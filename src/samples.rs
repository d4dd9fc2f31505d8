//! Demo orders for trying the renderer end to end.
//!
//! The photo references are relative file names; with the default
//! [`FsPhotoSource`](crate::photo::FsPhotoSource) they resolve against the
//! working directory and fall back to text-only stories when absent.

use std::path::{Path, PathBuf};

use crate::error::Result;
use crate::order::{DiscountKind, Item, Order, PaymentMethod, Person};
use crate::pipeline::ReceiptRenderer;

const OWNER_STORY: &str = "I came to Calgary from Jordan 12 years ago with nothing but my \
grandmother's recipes and a dream. Every pizza we make carries four generations of love. \
Your order today helps me put my two daughters through university and keeps our family \
tradition alive. From our family to yours - thank you for believing in us! 🙏";

const DRIVER_STORY: &str = "I'm a Computer Science student at the University of Calgary, \
originally from Sudan. Delivering for LocalFirst lets me pay my tuition without taking \
loans. Every tip goes straight into my education fund - I'm saving up to start my own tech \
company one day! Thank you for helping me build my future. 💚";

fn item(name: &str, price: f64, toppings: &[&str]) -> Item {
    Item {
        name: Some(name.to_string()),
        quantity: Some(1),
        price: Some(price),
        toppings: toppings.iter().map(|t| t.to_string()).collect(),
        instructions: None,
    }
}

/// A card-paid first order with an owner and a driver story.
pub fn sample_order() -> Order {
    let mut order = Order {
        order_number: Some("LF-4829".to_string()),
        restaurant_owner: Some(Person {
            name: Some("Fatima Al-Hassan".to_string()),
            photo: Some("fatima_profile.jpg".to_string()),
            story: Some(OWNER_STORY.to_string()),
        }),
        driver: Some(Person {
            name: Some("Ahmed Hassan".to_string()),
            photo: Some("ahmed_profile.jpg".to_string()),
            story: Some(DRIVER_STORY.to_string()),
        }),
        items: vec![
            item("Pepperoni Classic (Large)", 20.99, &["Extra Cheese"]),
            item("Garlic Bread", 5.99, &[]),
            item("Coca-Cola (2L)", 3.99, &[]),
        ],
        subtotal: Some(30.97),
        discount: Some(3.10),
        discount_kind: Some(DiscountKind::FirstOrder),
        delivery_fee: Some(0.0),
        tip: Some(5.57),
        total: Some(33.44),
        payment_method: Some(PaymentMethod::Visa),
        created_at: Some("2026-10-18T18:42:00".to_string()),
        ..Order::default()
    };
    order.customer.name = Some("Sarah Johnson".to_string());
    order.customer.phone = Some("14035551234".to_string());
    order.customer.address = Some("123 Main St NW, Calgary, AB T2N 1A1".to_string());
    order.restaurant.name = Some("AB King Pizza".to_string());
    order
}

/// The same basket paid in cash at the door.
pub fn sample_cash_order() -> Order {
    let mut order = sample_order();
    order.order_number = Some("LF-4830".to_string());
    order.payment_method = Some(PaymentMethod::Cash);
    order.customer.name = Some("Mike Chen".to_string());
    order
}

/// Write the demo set into `out_dir`: the customer receipt and kitchen
/// ticket for [`sample_order`] and the kitchen ticket for
/// [`sample_cash_order`].
pub fn render_samples(renderer: &ReceiptRenderer, out_dir: &Path) -> Result<Vec<PathBuf>> {
    let order = sample_order();
    let cash = sample_cash_order();
    Ok(vec![
        renderer.render_customer_receipt(&order, out_dir.join("customer_receipt.pdf"))?,
        renderer.render_kitchen_ticket(&order, out_dir.join("kitchen_receipt.pdf"))?,
        renderer.render_kitchen_ticket(&cash, out_dir.join("kitchen_receipt_cod.pdf"))?,
    ])
}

■ ■ ■ ■ ■ ■ ■

Exercise objective
Once you reach the line containing "use crate::pipeline::ReceiptRenderer;", include it and stop; until then, reproduce each line of the listing from its start exactly.

Written answer
filename src/samples.rs
repository d4dd9fc2f31505d8
//! Demo orders for trying the renderer end to end.
//!
//! The photo references are relative file names; with the default
//! [`FsPhotoSource`](crate::photo::FsPhotoSource) they resolve against the
//! working directory and fall back to text-only stories when absent.

use std::path::{Path, PathBuf};

use crate::error::Result;
use crate::order::{DiscountKind, Item, Order, PaymentMethod, Person};
use crate::pipeline::ReceiptRenderer;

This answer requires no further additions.